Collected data
+ + +
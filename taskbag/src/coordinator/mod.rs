//! # Coordinator
//!
//! Owner of the worker pool, the shared task queue, the critical section
//! registry and the coordinator-wide execution lock.
//!
//! ## Key Concepts
//! - [`Coordinator`]: the handle the host keeps; dropping it shuts the pool
//!   down
//! - [`Core`]: the shared state; it implements [`ParallelRuntime`] and is
//!   what execution contexts reach when a script calls `coordinator:*`
//!
//! ## Re-entrancy
//! Every operation may be called from the main context or from a task
//! running on a worker. `join` and `joinall` never wait on the worker they
//! are called from. `np` is rejected on worker threads.
//!
//! ## Example
//! ```no_run
//! use std::sync::Arc;
//! use taskbag::{Coordinator, CoordinatorConfig, NativeEngine};
//!
//! let engine = Arc::new(NativeEngine::new());
//! let coordinator = Coordinator::new(engine, CoordinatorConfig::default()).unwrap();
//! coordinator.parallel("r = work(x)").unwrap();
//! coordinator.joinall().unwrap();
//! ```

pub mod state;
pub mod sections;

use std::sync::Arc;

use taskbag_api::{ExecutionContext, ParallelRuntime, RuntimeError, ScriptEngine, Value};
use uuid::Uuid;

use crate::error::CoordinatorError;
use crate::config::CoordinatorConfig;

pub use self::state::{Core, CoordinatorMetrics};
pub use self::sections::CriticalSections;

/// Handle to a running worker pool.
#[derive(Debug)]
pub struct Coordinator {
    core: Arc<Core>,
}

impl Coordinator {
    /// Creates a main context from `engine` and starts the pool
    pub fn new(engine: Arc<dyn ScriptEngine>, config: CoordinatorConfig) -> Result<Self, CoordinatorError> {
        config.validate()?;
        let main: Arc<dyn ExecutionContext> = Arc::from(engine.create_context()?);
        Self::with_main_context(engine, main, config)
    }

    /// Starts the pool around an existing main context. Worker contexts are
    /// spawned from `main`.
    pub fn with_main_context(
        engine: Arc<dyn ScriptEngine>,
        main: Arc<dyn ExecutionContext>,
        config: CoordinatorConfig,
    ) -> Result<Self, CoordinatorError> {
        config.validate()?;
        let core = Core::start(engine, main, config)?;
        Ok(Self { core })
    }

    pub fn id(&self) -> Uuid {
        self.core.id()
    }

    pub fn main_context(&self) -> Arc<dyn ExecutionContext> {
        self.core.main_context_arc()
    }

    /// The runtime scripts reach through `coordinator:*`
    pub fn runtime(&self) -> Arc<dyn ParallelRuntime> {
        self.core.clone()
    }

    /// Enqueues `call_text`, snapshotting parameters from the main context
    pub fn parallel(&self, call_text: &str) -> Result<(), RuntimeError> {
        self.core.parallel(self.core.main_context(), call_text)
    }

    /// Enqueues `call_text`, snapshotting parameters from `source`
    pub fn parallel_from(&self, source: &dyn ExecutionContext, call_text: &str) -> Result<(), RuntimeError> {
        self.core.parallel(source, call_text)
    }

    pub fn join(&self, function: &str) -> Result<(), RuntimeError> {
        self.core.join(function)
    }

    pub fn joinall(&self) -> Result<(), RuntimeError> {
        self.core.joinall()
    }

    pub fn acquire(&self, id: impl Into<Value>) -> Result<(), RuntimeError> {
        self.core.acquire(&id.into())
    }

    pub fn release(&self, id: impl Into<Value>) -> Result<(), RuntimeError> {
        self.core.release(&id.into())
    }

    /// Resizes the pool; `0` only reports the current size
    pub fn np(&self, count: usize) -> Result<usize, RuntimeError> {
        self.core.np(count)
    }

    pub fn pool_size(&self) -> usize {
        self.core.pool_size()
    }

    pub fn queue_len(&self) -> usize {
        self.core.queue().len()
    }

    pub fn busy_workers(&self) -> usize {
        self.core.busy_workers()
    }

    pub fn metrics(&self) -> CoordinatorMetrics {
        self.core.metrics()
    }

    pub fn shutdown(&self) {
        self.core.shutdown();
    }
}

impl Drop for Coordinator {
    fn drop(&mut self) {
        self.core.shutdown();
    }
}
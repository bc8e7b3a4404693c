//! # Directive Translator
//!
//! Rewrites an annotated script into an instrumented one that drives the
//! coordinator. Directive lines start (after indentation) with the marker,
//! `--#` by default:
//!
//! | Directive        | Emitted                                  |
//! |------------------|------------------------------------------|
//! | `PARALLEL`       | next call line becomes `coordinator:parallel("<call>")` |
//! | `JOINALL`        | `coordinator:joinall()`                  |
//! | `JOIN <name>`    | `coordinator:join("<name>")`             |
//! | `ACQUIRE <id>`   | `coordinator:acquire(<id>)`              |
//! | `RELEASE <id>`   | `coordinator:release(<id>)`              |
//! | `NP <count>`     | `coordinator:np(<count>)`                |
//!
//! The rewrite keeps one output line per source line behind a single
//! header line, so line `n` of the source is line `n + 1` of the output.
//! A `PARALLEL` directive line stays as it is (it is a comment) and the
//! call it annotates is replaced in place.

use std::fs;
use std::path::{Path, PathBuf};

use taskbag_api::Value;
use tracing::{debug, info};

use crate::config::TranslatorConfig;
use crate::error::{BootstrapError, TranslateError};
use crate::syntax::{self, Token};
use crate::task::CallSpec;

/// Output of a translation.
#[derive(Debug, Clone, PartialEq)]
pub struct Translation {
    lines: Vec<String>,
    line_map: Vec<Option<usize>>,
    directives: usize,
}

impl Translation {
    pub fn lines(&self) -> &[String] {
        &self.lines
    }

    /// Number of directives rewritten
    pub fn directives(&self) -> usize {
        self.directives
    }

    /// Source line (1-based) behind an output line (1-based); `None` for
    /// the header
    pub fn source_line(&self, output_line: usize) -> Option<usize> {
        output_line
            .checked_sub(1)
            .and_then(|index| self.line_map.get(index).copied().flatten())
    }

    /// The instrumented script, newline-terminated
    pub fn to_source(&self) -> String {
        let mut out = self.lines.join("\n");
        out.push('\n');
        out
    }
}

/// A directive line split into keyword and argument text
struct Directive<'a> {
    indent: &'a str,
    keyword: &'a str,
    argument: &'a str,
}

fn parse_directive<'a>(line: &'a str, marker: &str) -> Option<Directive<'a>> {
    let body = line.trim_start();
    let indent = &line[..line.len() - body.len()];
    let rest = body.strip_prefix(marker)?.trim();
    let (keyword, argument) = match rest.split_once(char::is_whitespace) {
        Some((keyword, argument)) => (keyword, argument.trim()),
        None => (rest, ""),
    };
    Some(Directive {
        indent,
        keyword,
        argument,
    })
}

/// Translates source text. Carriage returns are normalized first.
pub fn translate_source(source: &str, config: &TranslatorConfig) -> Result<Translation, TranslateError> {
    let normalized = source.replace("\r\n", "\n").replace('\r', "\n");
    let lines: Vec<&str> = normalized.lines().collect();
    translate_lines(&lines, config)
}

/// Translates a script given as lines.
pub fn translate_lines<S: AsRef<str>>(lines: &[S], config: &TranslatorConfig) -> Result<Translation, TranslateError> {
    let receiver = config.receiver.as_str();
    let mut out = Vec::with_capacity(lines.len() + 1);
    let mut line_map = Vec::with_capacity(lines.len() + 1);
    let mut directives = 0;

    out.push(config.header_line());
    line_map.push(None);

    // set while a PARALLEL directive waits for its call line
    let mut pending_parallel: Option<usize> = None;

    for (index, line) in lines.iter().enumerate() {
        let line = line.as_ref();
        let number = index + 1;
        line_map.push(Some(number));

        if let Some(directive_line) = pending_parallel {
            if line.trim().is_empty() {
                out.push(line.to_string());
                continue;
            }
            pending_parallel = None;
            out.push(rewrite_parallel(line, directive_line, number, receiver)?);
            directives += 1;
            continue;
        }

        let Some(directive) = parse_directive(line, &config.marker) else {
            out.push(line.to_string());
            continue;
        };

        let indent = directive.indent;
        let emitted = match directive.keyword {
            "PARALLEL" => {
                no_argument(&directive, number)?;
                pending_parallel = Some(number);
                out.push(line.to_string());
                continue;
            }
            "JOINALL" => {
                no_argument(&directive, number)?;
                format!("{}{}:joinall()", indent, receiver)
            }
            "JOIN" => {
                let name = function_name(&directive, number)?;
                format!("{}{}:join({})", indent, receiver, syntax::quote(&name))
            }
            "ACQUIRE" => {
                let id = section_id(&directive, number, "ACQUIRE")?;
                format!("{}{}:acquire({})", indent, receiver, id)
            }
            "RELEASE" => {
                let id = section_id(&directive, number, "RELEASE")?;
                format!("{}{}:release({})", indent, receiver, id)
            }
            "NP" => {
                let count = pool_size(&directive, number)?;
                format!("{}{}:np({})", indent, receiver, count)
            }
            other => {
                return Err(TranslateError::UnknownDirective {
                    line: number,
                    keyword: other.to_string(),
                });
            }
        };
        debug!(line = number, directive = directive.keyword, "Rewrote directive");
        out.push(emitted);
        directives += 1;
    }

    if let Some(line) = pending_parallel {
        return Err(TranslateError::MissingCall { line });
    }

    Ok(Translation {
        lines: out,
        line_map,
        directives,
    })
}

fn rewrite_parallel(line: &str, directive_line: usize, number: usize, receiver: &str) -> Result<String, TranslateError> {
    let body = line.trim_start();
    let indent = &line[..line.len() - body.len()];
    let call_text = body.trim_end();

    let tokens = syntax::tokenize(call_text).map_err(|e| TranslateError::MalformedCall {
        line: number,
        reason: e.to_string(),
    })?;
    if tokens.is_empty() {
        // the next non-blank line is a comment or another directive
        return Err(TranslateError::MissingCall { line: directive_line });
    }
    CallSpec::parse(call_text).map_err(|e| TranslateError::MalformedCall {
        line: number,
        reason: e.to_string(),
    })?;

    debug!(line = number, call = call_text, "Rewrote PARALLEL call");
    Ok(format!("{}{}:parallel({})", indent, receiver, syntax::quote(call_text)))
}

fn no_argument(directive: &Directive<'_>, line: usize) -> Result<(), TranslateError> {
    if directive.argument.is_empty() || directive.argument.starts_with("--") {
        return Ok(());
    }
    Err(TranslateError::InvalidArgument {
        line,
        directive: if directive.keyword == "PARALLEL" { "PARALLEL" } else { "JOINALL" },
        argument: directive.argument.to_string(),
        reason: "takes no argument".to_string(),
    })
}

fn single_token(
    directive: &Directive<'_>,
    line: usize,
    name: &'static str,
) -> Result<Token, TranslateError> {
    if directive.argument.is_empty() {
        return Err(TranslateError::MissingArgument { line, directive: name });
    }
    let invalid = |reason: String| TranslateError::InvalidArgument {
        line,
        directive: name,
        argument: directive.argument.to_string(),
        reason,
    };
    let mut tokens = syntax::tokenize(directive.argument).map_err(|e| invalid(e.to_string()))?;
    match tokens.len() {
        // a trailing comment leaves nothing behind
        0 => Err(TranslateError::MissingArgument { line, directive: name }),
        1 => Ok(tokens.remove(0)),
        _ => Err(invalid("expected a single value".to_string())),
    }
}

fn function_name(directive: &Directive<'_>, line: usize) -> Result<String, TranslateError> {
    match single_token(directive, line, "JOIN")? {
        Token::Ident(name) => Ok(name),
        Token::Str(name) if syntax::is_identifier(&name) => Ok(name),
        _ => Err(TranslateError::InvalidArgument {
            line,
            directive: "JOIN",
            argument: directive.argument.to_string(),
            reason: "expected a function name".to_string(),
        }),
    }
}

fn section_id(directive: &Directive<'_>, line: usize, name: &'static str) -> Result<String, TranslateError> {
    match single_token(directive, line, name)? {
        token @ (Token::Number(_) | Token::Str(_)) => Ok(token.to_string()),
        _ => Err(TranslateError::InvalidArgument {
            line,
            directive: name,
            argument: directive.argument.to_string(),
            reason: "expected a number or a quoted string".to_string(),
        }),
    }
}

fn pool_size(directive: &Directive<'_>, line: usize) -> Result<usize, TranslateError> {
    single_token(directive, line, "NP")?
        .literal()
        .as_ref()
        .and_then(Value::as_count)
        .ok_or_else(|| TranslateError::InvalidArgument {
            line,
            directive: "NP",
            argument: directive.argument.to_string(),
            reason: "expected a non-negative integer".to_string(),
        })
}

/// Path of the instrumented sibling of `path`
pub fn output_path(path: &Path, config: &TranslatorConfig) -> PathBuf {
    let file_name = path
        .file_name()
        .map(|name| name.to_string_lossy().into_owned())
        .unwrap_or_default();
    path.with_file_name(format!("{}{}", config.output_prefix, file_name))
}

/// Translates the file at `path` and writes the result next to it.
/// Returns the path written.
pub fn translate_file(path: impl AsRef<Path>, config: &TranslatorConfig) -> Result<PathBuf, BootstrapError> {
    let path = path.as_ref();
    let (output, _) = translate_file_with_map(path, config)?;
    Ok(output)
}

pub(crate) fn translate_file_with_map(
    path: &Path,
    config: &TranslatorConfig,
) -> Result<(PathBuf, Translation), BootstrapError> {
    let source = fs::read_to_string(path).map_err(|source| BootstrapError::Read {
        path: path.to_path_buf(),
        source,
    })?;
    let translation = translate_source(&source, config).map_err(|source| BootstrapError::Translate {
        path: path.to_path_buf(),
        source,
    })?;

    let output = output_path(path, config);
    fs::write(&output, translation.to_source()).map_err(|source| BootstrapError::Write {
        path: output.clone(),
        source,
    })?;
    info!(
        source = %path.display(),
        output = %output.display(),
        directives = translation.directives(),
        "Wrote instrumented script"
    );
    Ok((output, translation))
}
+ + +
**What is needed**
Your reply should hold only the lines from the first line of the records through the one with "the shared state;", reproduced word for word.

**Exercise response**
filename taskbag/src/coordinator/mod.rs
//! # Coordinator
//!
//! Owner of the worker pool, the shared task queue, the critical section
//! registry and the coordinator-wide execution lock.
//!
//! ## Key Concepts
//! - [`Coordinator`]: the handle the host keeps; dropping it shuts the pool
//!   down
//! - [`Core`]: the shared state; it implements [`ParallelRuntime`] and is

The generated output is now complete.